In late 2002, Meyer had a wild idea for a new technology: He wanted to build the first-ever comprehensive library of RNA interference, or RNAi, a phenomenon discovered four years earlier. Although RNA molecules normally enable the cell to build proteins needed for a range of cellular functions, two scientists in 1998 showed that these molecules sometimes do just the opposite: They knock out genes responsible for making specific proteins. (The discovery of RNAi resulted in a 2006 Nobel Prize for Craig Mello, PhD, at the University of Massachusetts, and Andrew Fire, PhD, who is now at Stanford.)

Scientists had started to use RNAi in experiments to silence genes in a cell so they could test how a gene’s absence would affect different tasks. The work was conducted in fruit flies and worms, but had not been used much in mammalian cells, in which the long strands of RNA initially used for RNAi were toxic. Meyer hoped to apply a novel technique for making short snippets of RNA interference, or siRNA, created in a neighboring lab, that would not trigger such adverse reactions in human cells, yet would still be precise and inexpensive. He wanted to run screens with hundreds of specially selected siRNAs to test how using them to silence genes one by one would affect a variety of cell signals — including what causes a cell to signal that its calcium store had been depleted.

The project would require an unusual partnership between labs and a larger team than the typical study in cell biology. It would involve entering a race with many competing to be the first to make the discovery. When Meyer asked his lab members to volunteer, many declined, saying it was too dicey. Liou was an exception. “She was very quickly excited,” says Meyer. “She was ready to take on something that hundreds had not succeeded in doing.” Four others also joined in from his and the neighboring lab, under James Ferrell, chair of the Department of Chemical and Systems Biology, who also agreed to help.

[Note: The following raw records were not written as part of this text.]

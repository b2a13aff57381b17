use std::io;
use tracing_subscriber::{fmt, EnvFilter};

const DEFAULT_FILTER: &str = "info,tower_http=info,axum=info,sqlx=warn";

fn env_filter() -> EnvFilter {
    EnvFilter::try_from_default_env().unwrap_or_else(|_| EnvFilter::new(DEFAULT_FILTER))
}

/// Initialize a compact tracing subscriber writing to stdout.
/// - Respects `RUST_LOG` if set
/// - Falls back to `info` with sqlx statement logs muted to `warn`
/// - Safe to call more than once; later calls are no-ops
pub fn init_logging_default() {
    let _ = fmt()
        .with_env_filter(env_filter())
        .with_target(false)
        .compact()
        .with_writer(io::stdout)
        .try_init();
}

/// Initialize a tracing subscriber with JSON structured output.
/// Selected with `LOG_FORMAT=json`.
pub fn init_logging_json() {
    let _ = fmt()
        .with_env_filter(env_filter())
        .with_target(true)
        .json()
        .with_writer(io::stdout)
        .try_init();
}

/// Pick the subscriber from `LOG_FORMAT` (`json` or anything else for compact).
pub fn init_logging_from_env() {
    match std::env::var("LOG_FORMAT").as_deref() {
        Ok("json") => init_logging_json(),
        _ => init_logging_default(),
    }
}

“I thought it was absolutely timely and an important thing to try, but I had no idea whether we could pull it off,” says Ferrell. Liou was also aware of the risk. She could invest months in the project and have nothing to show for it. “I thought we could wind up producing something that was absolutely junk,” she says.

Breakthroughs involve hard work and genius, but they often turn on serendipity. In this case, both Meyer and Ferrell trace it to a chance encounter at the airport in Denver in 1999. Joshua Jones was waiting in line for his flight out to Stanford for graduate school interviews. He noticed the guy next to him was looking at the same agenda. “We started talking and didn’t stop,” says Jones. “We hit it off.”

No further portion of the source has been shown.